Directions for this task: Please repeat the data exactly, leaving nothing out.

Stored records:
────────────────────────────────────────

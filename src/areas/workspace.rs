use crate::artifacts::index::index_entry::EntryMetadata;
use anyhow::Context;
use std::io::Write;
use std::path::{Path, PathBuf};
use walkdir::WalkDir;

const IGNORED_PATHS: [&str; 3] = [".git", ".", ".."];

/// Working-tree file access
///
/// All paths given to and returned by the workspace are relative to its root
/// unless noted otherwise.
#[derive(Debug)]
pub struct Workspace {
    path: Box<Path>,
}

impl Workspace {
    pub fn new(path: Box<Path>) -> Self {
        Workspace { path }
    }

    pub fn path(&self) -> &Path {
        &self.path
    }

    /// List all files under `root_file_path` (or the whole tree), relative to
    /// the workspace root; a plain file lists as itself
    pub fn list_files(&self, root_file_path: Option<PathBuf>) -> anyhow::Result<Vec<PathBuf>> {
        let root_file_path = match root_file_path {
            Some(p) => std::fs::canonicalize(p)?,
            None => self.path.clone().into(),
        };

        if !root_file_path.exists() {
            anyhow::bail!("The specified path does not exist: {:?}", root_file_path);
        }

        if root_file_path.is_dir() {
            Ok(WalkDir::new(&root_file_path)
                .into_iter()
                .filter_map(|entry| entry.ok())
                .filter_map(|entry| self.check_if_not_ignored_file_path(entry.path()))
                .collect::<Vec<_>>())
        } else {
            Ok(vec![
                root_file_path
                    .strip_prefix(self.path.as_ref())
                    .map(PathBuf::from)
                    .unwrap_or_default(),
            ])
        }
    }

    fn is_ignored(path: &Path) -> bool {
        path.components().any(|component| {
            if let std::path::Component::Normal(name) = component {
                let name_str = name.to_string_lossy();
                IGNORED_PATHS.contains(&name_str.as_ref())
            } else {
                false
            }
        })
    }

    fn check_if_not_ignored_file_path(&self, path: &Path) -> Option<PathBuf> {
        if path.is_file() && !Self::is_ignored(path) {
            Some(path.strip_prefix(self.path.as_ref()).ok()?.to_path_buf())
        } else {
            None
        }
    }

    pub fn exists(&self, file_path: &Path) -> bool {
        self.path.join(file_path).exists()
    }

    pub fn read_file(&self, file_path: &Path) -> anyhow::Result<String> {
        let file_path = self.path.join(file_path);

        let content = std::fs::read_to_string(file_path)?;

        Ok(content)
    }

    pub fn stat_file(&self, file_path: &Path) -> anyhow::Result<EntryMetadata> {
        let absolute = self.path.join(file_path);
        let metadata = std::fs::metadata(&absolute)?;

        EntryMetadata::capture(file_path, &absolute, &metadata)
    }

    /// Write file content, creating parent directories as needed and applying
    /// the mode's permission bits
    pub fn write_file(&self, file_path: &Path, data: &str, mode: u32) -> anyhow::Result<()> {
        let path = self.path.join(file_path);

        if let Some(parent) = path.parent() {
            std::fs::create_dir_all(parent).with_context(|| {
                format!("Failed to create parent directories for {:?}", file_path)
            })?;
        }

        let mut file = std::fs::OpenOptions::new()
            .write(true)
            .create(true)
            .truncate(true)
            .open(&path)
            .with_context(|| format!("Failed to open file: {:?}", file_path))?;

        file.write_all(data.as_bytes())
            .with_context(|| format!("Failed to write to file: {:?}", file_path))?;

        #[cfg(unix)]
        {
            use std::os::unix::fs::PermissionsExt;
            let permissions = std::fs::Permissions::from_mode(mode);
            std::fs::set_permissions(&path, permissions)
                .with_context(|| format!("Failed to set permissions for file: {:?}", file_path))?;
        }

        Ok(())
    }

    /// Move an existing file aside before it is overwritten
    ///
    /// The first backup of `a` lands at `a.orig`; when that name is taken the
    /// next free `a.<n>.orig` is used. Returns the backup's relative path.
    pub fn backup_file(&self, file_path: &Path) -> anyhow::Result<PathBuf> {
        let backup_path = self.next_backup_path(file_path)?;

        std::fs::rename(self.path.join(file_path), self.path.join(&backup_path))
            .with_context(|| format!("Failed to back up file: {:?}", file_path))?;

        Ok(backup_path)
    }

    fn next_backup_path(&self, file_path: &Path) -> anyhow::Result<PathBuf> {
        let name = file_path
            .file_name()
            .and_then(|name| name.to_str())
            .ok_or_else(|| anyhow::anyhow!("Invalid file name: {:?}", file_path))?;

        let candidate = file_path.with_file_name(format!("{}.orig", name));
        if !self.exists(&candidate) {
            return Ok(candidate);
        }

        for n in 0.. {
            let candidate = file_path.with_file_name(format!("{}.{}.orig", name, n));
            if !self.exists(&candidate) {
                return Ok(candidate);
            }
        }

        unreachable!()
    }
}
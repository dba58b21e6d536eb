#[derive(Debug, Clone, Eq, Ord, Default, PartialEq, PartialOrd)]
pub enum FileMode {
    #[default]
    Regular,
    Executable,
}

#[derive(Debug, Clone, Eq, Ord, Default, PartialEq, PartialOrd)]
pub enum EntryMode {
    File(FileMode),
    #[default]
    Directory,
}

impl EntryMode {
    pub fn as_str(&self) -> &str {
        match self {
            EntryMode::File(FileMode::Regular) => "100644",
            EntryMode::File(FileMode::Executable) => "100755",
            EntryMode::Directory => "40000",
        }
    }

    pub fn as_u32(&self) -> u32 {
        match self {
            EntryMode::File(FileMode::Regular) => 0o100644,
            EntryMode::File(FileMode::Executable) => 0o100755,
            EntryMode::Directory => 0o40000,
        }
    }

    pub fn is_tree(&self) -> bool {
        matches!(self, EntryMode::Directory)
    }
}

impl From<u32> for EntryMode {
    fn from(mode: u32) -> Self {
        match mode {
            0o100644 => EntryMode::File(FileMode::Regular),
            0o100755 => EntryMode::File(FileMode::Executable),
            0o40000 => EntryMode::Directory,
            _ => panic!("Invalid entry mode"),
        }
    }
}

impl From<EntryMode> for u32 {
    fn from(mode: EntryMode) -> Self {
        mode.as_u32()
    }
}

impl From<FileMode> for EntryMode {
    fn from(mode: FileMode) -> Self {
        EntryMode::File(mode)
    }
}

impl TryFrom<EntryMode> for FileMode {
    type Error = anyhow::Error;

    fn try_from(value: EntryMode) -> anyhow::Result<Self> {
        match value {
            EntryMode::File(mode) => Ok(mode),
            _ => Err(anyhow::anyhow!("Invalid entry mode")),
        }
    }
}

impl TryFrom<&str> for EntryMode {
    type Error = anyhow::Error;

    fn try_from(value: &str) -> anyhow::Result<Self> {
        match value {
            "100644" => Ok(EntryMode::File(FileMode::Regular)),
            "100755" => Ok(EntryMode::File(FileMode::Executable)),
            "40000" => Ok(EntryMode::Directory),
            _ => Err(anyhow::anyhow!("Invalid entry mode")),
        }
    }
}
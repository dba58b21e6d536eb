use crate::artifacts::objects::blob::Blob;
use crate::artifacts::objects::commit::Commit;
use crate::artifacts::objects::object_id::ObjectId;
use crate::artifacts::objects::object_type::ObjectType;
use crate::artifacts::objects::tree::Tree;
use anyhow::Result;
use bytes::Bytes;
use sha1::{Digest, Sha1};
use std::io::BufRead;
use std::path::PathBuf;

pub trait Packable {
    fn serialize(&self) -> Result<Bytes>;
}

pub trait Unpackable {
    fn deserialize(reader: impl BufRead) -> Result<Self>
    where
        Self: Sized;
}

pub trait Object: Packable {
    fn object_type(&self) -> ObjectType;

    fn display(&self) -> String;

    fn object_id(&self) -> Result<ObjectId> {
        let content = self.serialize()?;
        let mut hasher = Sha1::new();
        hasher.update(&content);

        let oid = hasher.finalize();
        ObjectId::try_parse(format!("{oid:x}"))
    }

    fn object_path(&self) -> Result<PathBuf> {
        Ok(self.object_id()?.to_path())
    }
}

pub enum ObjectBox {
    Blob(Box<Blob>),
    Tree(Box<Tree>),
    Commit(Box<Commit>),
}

────────────────────────────────────────

Response to the exercise:
filename src/areas/workspace.rs
use crate::artifacts::index::index_entry::EntryMetadata;
use anyhow::Context;
use std::io::Write;
use std::path::{Path, PathBuf};
use walkdir::WalkDir;

const IGNORED_PATHS: [&str; 3] = [".git", ".", ".."];

/// Working-tree file access
///
/// All paths given to and returned by the workspace are relative to its root
/// unless noted otherwise.
#[derive(Debug)]
pub struct Workspace {
    path: Box<Path>,
}

impl Workspace {
    pub fn new(path: Box<Path>) -> Self {
        Workspace { path }
    }

    pub fn path(&self) -> &Path {
        &self.path
    }

    /// List all files under `root_file_path` (or the whole tree), relative to
    /// the workspace root; a plain file lists as itself
    pub fn list_files(&self, root_file_path: Option<PathBuf>) -> anyhow::Result<Vec<PathBuf>> {
        let root_file_path = match root_file_path {
            Some(p) => std::fs::canonicalize(p)?,
            None => self.path.clone().into(),
        };

        if !root_file_path.exists() {
            anyhow::bail!("The specified path does not exist: {:?}", root_file_path);
        }

        if root_file_path.is_dir() {
            Ok(WalkDir::new(&root_file_path)
                .into_iter()
                .filter_map(|entry| entry.ok())
                .filter_map(|entry| self.check_if_not_ignored_file_path(entry.path()))
                .collect::<Vec<_>>())
        } else {
            Ok(vec![
                root_file_path
                    .strip_prefix(self.path.as_ref())
                    .map(PathBuf::from)
                    .unwrap_or_default(),
            ])
        }
    }

    fn is_ignored(path: &Path) -> bool {
        path.components().any(|component| {
            if let std::path::Component::Normal(name) = component {
                let name_str = name.to_string_lossy();
                IGNORED_PATHS.contains(&name_str.as_ref())
            } else {
                false
            }
        })
    }

    fn check_if_not_ignored_file_path(&self, path: &Path) -> Option<PathBuf> {
        if path.is_file() && !Self::is_ignored(path) {
            Some(path.strip_prefix(self.path.as_ref()).ok()?.to_path_buf())
        } else {
            None
        }
    }

    pub fn exists(&self, file_path: &Path) -> bool {
        self.path.join(file_path).exists()
    }

    pub fn read_file(&self, file_path: &Path) -> anyhow::Result<String> {
        let file_path = self.path.join(file_path);

        let content = std::fs::read_to_string(file_path)?;

        Ok(content)
    }

    pub fn stat_file(&self, file_path: &Path) -> anyhow::Result<EntryMetadata> {
        let absolute = self.path.join(file_path);
        let metadata = std::fs::metadata(&absolute)?;

        EntryMetadata::capture(file_path, &absolute, &metadata)
    }

    /// Write file content, creating parent directories as needed and applying
    /// the mode's permission bits
    pub fn write_file(&self, file_path: &Path, data: &str, mode: u32) -> anyhow::Result<()> {
        let path = self.path.join(file_path);

        if let Some(parent) = path.parent() {
            std::fs::create_dir_all(parent).with_context(|| {
                format!("Failed to create parent directories for {:?}", file_path)
            })?;
        }

        let mut file = std::fs::OpenOptions::new()
            .write(true)
            .create(true)
            .truncate(true)
            .open(&path)
            .with_context(|| format!("Failed to open file: {:?}", file_path))?;

        file.write_all(data.as_bytes())
            .with_context(|| format!("Failed to write to file: {:?}", file_path))?;

        #[cfg(unix)]
        {
            use std::os::unix::fs::PermissionsExt;
            let permissions = std::fs::Permissions::from_mode(mode);
            std::fs::set_permissions(&path, permissions)
                .with_context(|| format!("Failed to set permissions for file: {:?}", file_path))?;
        }

        Ok(())
    }

    /// Move an existing file aside before it is overwritten
    ///
    /// The first backup of `a` lands at `a.orig`; when that name is taken the
    /// next free `a.<n>.orig` is used. Returns the backup's relative path.
    pub fn backup_file(&self, file_path: &Path) -> anyhow::Result<PathBuf> {
        let backup_path = self.next_backup_path(file_path)?;

        std::fs::rename(self.path.join(file_path), self.path.join(&backup_path))
            .with_context(|| format!("Failed to back up file: {:?}", file_path))?;

        Ok(backup_path)
    }

    fn next_backup_path(&self, file_path: &Path) -> anyhow::Result<PathBuf> {
        let name = file_path
            .file_name()
            .and_then(|name| name.to_str())
            .ok_or_else(|| anyhow::anyhow!("Invalid file name: {:?}", file_path))?;

        let candidate = file_path.with_file_name(format!("{}.orig", name));
        if !self.exists(&candidate) {
            return Ok(candidate);
        }

        for n in 0.. {
            let candidate = file_path.with_file_name(format!("{}.{}.orig", name, n));
            if !self.exists(&candidate) {
                return Ok(candidate);
            }
        }

        unreachable!()
    }
}
repository dba58b21e6d536eb
#[derive(Debug, Clone, Eq, Ord, Default, PartialEq, PartialOrd)]
pub enum FileMode {
    #[default]
    Regular,
    Executable,
}

#[derive(Debug, Clone, Eq, Ord, Default, PartialEq, PartialOrd)]
pub enum EntryMode {
    File(FileMode),
    #[default]
    Directory,
}

impl EntryMode {
    pub fn as_str(&self) -> &str {
        match self {
            EntryMode::File(FileMode::Regular) => "100644",
            EntryMode::File(FileMode::Executable) => "100755",
            EntryMode::Directory => "40000",
        }
    }

    pub fn as_u32(&self) -> u32 {
        match self {
            EntryMode::File(FileMode::Regular) => 0o100644,
            EntryMode::File(FileMode::Executable) => 0o100755,
            EntryMode::Directory => 0o40000,
        }
    }

    pub fn is_tree(&self) -> bool {
        matches!(self, EntryMode::Directory)
    }
}

impl From<u32> for EntryMode {
    fn from(mode: u32) -> Self {
        match mode {
            0o100644 => EntryMode::File(FileMode::Regular),
            0o100755 => EntryMode::File(FileMode::Executable),
            0o40000 => EntryMode::Directory,
            _ => panic!("Invalid entry mode"),
        }
    }
}

impl From<EntryMode> for u32 {
    fn from(mode: EntryMode) -> Self {
        mode.as_u32()
    }
}

impl From<FileMode> for EntryMode {
    fn from(mode: FileMode) -> Self {
        EntryMode::File(mode)
    }
}

impl TryFrom<EntryMode> for FileMode {
    type Error = anyhow::Error;

    fn try_from(value: EntryMode) -> anyhow::Result<Self> {
        match value {
            EntryMode::File(mode) => Ok(mode),
            _ => Err(anyhow::anyhow!("Invalid entry mode")),
        }
    }
}

impl TryFrom<&str> for EntryMode {
    type Error = anyhow::Error;

    fn try_from(value: &str) -> anyhow::Result<Self> {
        match value {
            "100644" => Ok(EntryMode::File(FileMode::Regular)),
            "100755" => Ok(EntryMode::File(FileMode::Executable)),
            "40000" => Ok(EntryMode::Directory),
            _ => Err(anyhow::anyhow!("Invalid entry mode")),
        }
    }
}
repository dba58b21e6d536eb
use crate::artifacts::objects::blob::Blob;
use crate::artifacts::objects::commit::Commit;
use crate::artifacts::objects::object_id::ObjectId;
use crate::artifacts::objects::object_type::ObjectType;
use crate::artifacts::objects::tree::Tree;
use anyhow::Result;
use bytes::Bytes;
use sha1::{Digest, Sha1};
use std::io::BufRead;
use std::path::PathBuf;

pub trait Packable {
    fn serialize(&self) -> Result<Bytes>;
}

pub trait Unpackable {
    fn deserialize(reader: impl BufRead) -> Result<Self>
    where
        Self: Sized;
}

pub trait Object: Packable {
    fn object_type(&self) -> ObjectType;

    fn display(&self) -> String;

    fn object_id(&self) -> Result<ObjectId> {
        let content = self.serialize()?;
        let mut hasher = Sha1::new();
        hasher.update(&content);

        let oid = hasher.finalize();
        ObjectId::try_parse(format!("{oid:x}"))
    }

    fn object_path(&self) -> Result<PathBuf> {
        Ok(self.object_id()?.to_path())
    }
}

pub enum ObjectBox {
    Blob(Box<Blob>),
    Tree(Box<Tree>),
    Commit(Box<Commit>),
}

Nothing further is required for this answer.